WORK ITEM
Copy exactly the lines of the data below that run from the line holding "self.records.len()" through the line holding "#[derive(Clone, Debug, PartialEq, Eq)]", both ends included.

EXERCISE MATERIAL
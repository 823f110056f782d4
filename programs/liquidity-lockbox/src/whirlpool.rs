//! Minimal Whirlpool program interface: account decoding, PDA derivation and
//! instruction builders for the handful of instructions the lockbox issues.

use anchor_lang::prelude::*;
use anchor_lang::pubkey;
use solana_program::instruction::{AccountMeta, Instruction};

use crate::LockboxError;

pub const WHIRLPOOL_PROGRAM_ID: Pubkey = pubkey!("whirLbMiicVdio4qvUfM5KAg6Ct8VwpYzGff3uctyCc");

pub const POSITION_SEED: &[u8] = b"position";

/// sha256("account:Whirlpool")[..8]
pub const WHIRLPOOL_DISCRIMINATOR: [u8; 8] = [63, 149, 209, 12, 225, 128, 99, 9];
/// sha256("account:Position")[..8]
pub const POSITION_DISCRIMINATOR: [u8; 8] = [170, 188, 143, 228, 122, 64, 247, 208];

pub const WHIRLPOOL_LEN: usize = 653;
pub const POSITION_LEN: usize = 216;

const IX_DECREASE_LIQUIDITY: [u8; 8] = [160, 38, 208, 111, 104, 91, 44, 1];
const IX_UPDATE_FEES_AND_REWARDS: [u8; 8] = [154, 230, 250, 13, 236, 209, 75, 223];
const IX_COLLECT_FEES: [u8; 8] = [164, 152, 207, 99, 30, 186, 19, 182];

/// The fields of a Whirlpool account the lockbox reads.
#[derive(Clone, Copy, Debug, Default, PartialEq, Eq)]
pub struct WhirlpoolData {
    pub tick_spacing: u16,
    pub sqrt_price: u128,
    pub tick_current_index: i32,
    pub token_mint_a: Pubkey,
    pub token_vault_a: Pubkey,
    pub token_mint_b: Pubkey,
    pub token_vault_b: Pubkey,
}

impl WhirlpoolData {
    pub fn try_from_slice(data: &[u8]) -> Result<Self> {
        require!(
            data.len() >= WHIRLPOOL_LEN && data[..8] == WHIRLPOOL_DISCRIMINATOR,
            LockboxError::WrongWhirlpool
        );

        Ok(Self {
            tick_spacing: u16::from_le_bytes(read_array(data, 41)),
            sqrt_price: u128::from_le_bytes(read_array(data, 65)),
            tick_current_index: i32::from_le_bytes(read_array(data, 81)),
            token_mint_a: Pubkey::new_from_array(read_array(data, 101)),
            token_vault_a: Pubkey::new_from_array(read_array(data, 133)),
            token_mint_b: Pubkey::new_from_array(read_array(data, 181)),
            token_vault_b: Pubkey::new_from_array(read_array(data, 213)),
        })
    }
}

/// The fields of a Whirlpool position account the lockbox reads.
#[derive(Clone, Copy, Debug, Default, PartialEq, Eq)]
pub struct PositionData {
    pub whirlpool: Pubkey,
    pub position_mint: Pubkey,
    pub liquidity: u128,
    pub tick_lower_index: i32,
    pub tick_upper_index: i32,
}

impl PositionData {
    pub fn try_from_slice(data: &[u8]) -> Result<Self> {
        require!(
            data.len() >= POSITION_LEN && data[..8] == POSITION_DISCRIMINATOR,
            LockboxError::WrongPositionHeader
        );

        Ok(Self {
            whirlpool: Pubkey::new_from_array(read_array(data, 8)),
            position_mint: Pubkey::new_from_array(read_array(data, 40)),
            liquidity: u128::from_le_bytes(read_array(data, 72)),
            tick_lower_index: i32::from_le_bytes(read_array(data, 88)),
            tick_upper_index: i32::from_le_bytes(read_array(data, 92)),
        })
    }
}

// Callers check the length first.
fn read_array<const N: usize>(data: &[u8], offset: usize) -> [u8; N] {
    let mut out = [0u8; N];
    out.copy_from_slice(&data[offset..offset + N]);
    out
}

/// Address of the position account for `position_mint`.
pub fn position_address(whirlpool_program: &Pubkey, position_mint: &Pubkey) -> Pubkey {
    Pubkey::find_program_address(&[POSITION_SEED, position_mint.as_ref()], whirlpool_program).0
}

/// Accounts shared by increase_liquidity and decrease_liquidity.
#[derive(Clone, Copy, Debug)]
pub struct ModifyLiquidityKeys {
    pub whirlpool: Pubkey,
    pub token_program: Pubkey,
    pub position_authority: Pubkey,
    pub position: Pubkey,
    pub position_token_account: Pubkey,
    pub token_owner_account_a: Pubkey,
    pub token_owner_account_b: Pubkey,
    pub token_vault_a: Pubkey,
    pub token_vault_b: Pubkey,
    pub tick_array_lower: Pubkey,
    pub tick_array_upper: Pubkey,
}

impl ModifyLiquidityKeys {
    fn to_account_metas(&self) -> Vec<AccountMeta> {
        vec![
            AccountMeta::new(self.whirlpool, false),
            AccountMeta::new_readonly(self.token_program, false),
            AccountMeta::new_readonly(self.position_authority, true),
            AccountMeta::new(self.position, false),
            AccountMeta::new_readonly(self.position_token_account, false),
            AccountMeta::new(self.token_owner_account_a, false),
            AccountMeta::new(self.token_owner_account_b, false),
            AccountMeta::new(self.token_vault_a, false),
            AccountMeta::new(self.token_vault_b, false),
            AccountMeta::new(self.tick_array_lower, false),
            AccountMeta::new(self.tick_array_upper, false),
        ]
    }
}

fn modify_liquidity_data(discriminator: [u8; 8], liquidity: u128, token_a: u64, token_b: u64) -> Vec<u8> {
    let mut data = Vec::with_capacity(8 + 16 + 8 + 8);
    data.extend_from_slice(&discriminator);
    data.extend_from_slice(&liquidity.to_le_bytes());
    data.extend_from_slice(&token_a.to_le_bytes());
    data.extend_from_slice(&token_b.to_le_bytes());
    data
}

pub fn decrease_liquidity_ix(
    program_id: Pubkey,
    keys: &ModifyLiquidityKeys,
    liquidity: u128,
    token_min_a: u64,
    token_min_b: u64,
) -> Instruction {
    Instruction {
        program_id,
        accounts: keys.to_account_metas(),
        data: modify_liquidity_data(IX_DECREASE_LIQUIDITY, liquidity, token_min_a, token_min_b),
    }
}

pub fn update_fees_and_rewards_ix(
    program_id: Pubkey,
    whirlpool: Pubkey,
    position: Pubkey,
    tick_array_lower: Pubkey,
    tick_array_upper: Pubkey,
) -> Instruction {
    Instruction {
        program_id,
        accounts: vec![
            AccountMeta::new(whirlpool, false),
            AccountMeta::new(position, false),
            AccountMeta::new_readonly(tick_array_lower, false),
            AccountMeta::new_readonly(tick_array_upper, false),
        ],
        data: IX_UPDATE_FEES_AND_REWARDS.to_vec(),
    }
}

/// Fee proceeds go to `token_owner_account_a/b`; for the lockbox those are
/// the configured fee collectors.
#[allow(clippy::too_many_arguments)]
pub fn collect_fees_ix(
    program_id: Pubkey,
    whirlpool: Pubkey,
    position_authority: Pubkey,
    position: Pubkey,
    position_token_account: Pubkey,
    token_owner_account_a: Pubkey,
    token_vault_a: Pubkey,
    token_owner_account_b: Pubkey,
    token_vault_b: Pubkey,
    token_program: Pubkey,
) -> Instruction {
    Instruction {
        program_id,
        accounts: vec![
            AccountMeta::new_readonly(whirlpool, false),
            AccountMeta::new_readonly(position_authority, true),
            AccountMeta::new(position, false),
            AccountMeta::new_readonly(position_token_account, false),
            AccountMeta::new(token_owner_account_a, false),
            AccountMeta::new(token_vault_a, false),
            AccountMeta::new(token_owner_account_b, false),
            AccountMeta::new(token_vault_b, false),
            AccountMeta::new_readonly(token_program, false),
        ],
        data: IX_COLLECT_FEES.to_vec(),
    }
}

* * *

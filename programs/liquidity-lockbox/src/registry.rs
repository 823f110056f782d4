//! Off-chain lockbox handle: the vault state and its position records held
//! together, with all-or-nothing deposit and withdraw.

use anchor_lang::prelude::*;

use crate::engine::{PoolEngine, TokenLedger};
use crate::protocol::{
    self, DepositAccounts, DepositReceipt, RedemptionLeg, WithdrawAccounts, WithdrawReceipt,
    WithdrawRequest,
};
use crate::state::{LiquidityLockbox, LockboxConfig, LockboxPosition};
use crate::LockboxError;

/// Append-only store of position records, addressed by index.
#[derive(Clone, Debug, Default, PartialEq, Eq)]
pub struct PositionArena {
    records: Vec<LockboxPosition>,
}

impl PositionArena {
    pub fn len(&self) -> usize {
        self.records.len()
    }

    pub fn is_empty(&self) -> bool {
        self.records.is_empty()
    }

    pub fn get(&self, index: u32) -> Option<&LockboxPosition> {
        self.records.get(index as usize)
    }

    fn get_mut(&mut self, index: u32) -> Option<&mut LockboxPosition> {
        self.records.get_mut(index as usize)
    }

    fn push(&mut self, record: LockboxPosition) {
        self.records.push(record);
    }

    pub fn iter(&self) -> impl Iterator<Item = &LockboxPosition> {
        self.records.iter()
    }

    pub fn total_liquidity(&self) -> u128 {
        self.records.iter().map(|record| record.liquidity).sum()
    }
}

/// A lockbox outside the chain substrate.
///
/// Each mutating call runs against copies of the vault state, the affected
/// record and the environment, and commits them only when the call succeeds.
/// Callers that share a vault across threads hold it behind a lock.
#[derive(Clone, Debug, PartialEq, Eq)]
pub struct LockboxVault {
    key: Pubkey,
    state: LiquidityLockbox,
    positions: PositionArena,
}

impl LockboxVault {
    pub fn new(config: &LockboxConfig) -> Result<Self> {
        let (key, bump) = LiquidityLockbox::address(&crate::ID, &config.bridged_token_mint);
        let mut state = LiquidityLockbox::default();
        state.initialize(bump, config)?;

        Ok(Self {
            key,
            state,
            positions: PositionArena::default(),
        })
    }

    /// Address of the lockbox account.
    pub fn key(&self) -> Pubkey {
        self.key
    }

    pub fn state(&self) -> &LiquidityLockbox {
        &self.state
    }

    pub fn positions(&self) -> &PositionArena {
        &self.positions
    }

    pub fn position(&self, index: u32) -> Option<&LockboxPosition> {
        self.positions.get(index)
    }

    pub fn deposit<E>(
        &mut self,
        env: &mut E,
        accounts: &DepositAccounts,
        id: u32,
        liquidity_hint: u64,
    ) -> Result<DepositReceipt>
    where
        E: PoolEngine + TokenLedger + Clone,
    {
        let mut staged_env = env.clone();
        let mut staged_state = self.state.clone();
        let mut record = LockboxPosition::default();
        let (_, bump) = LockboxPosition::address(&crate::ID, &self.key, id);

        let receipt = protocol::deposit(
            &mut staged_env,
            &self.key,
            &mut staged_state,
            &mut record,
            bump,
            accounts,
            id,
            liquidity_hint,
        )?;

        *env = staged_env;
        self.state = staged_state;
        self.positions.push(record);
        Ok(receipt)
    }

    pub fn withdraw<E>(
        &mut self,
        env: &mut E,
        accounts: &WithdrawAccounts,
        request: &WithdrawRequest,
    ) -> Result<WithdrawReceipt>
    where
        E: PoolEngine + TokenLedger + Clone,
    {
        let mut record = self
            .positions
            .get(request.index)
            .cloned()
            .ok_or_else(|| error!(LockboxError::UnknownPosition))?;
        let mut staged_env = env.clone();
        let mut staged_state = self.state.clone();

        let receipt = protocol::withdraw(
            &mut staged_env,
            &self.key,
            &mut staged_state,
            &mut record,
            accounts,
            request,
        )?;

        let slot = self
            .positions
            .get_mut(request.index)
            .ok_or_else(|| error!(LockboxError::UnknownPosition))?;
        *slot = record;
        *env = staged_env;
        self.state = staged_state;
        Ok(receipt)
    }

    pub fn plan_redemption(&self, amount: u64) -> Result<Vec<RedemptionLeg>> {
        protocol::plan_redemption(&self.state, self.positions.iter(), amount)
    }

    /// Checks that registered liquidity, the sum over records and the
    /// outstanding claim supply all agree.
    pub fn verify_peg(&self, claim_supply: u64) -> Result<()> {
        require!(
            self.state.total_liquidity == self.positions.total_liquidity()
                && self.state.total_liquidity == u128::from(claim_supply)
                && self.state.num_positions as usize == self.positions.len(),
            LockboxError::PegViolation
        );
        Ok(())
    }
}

RESULT FOR THIS TASK
        self.records.len()
    }

    pub fn is_empty(&self) -> bool {
        self.records.is_empty()
    }

    pub fn get(&self, index: u32) -> Option<&LockboxPosition> {
        self.records.get(index as usize)
    }

    fn get_mut(&mut self, index: u32) -> Option<&mut LockboxPosition> {
        self.records.get_mut(index as usize)
    }

    fn push(&mut self, record: LockboxPosition) {
        self.records.push(record);
    }

    pub fn iter(&self) -> impl Iterator<Item = &LockboxPosition> {
        self.records.iter()
    }

    pub fn total_liquidity(&self) -> u128 {
        self.records.iter().map(|record| record.liquidity).sum()
    }
}

/// A lockbox outside the chain substrate.
///
/// Each mutating call runs against copies of the vault state, the affected
/// record and the environment, and commits them only when the call succeeds.
/// Callers that share a vault across threads hold it behind a lock.
#[derive(Clone, Debug, PartialEq, Eq)]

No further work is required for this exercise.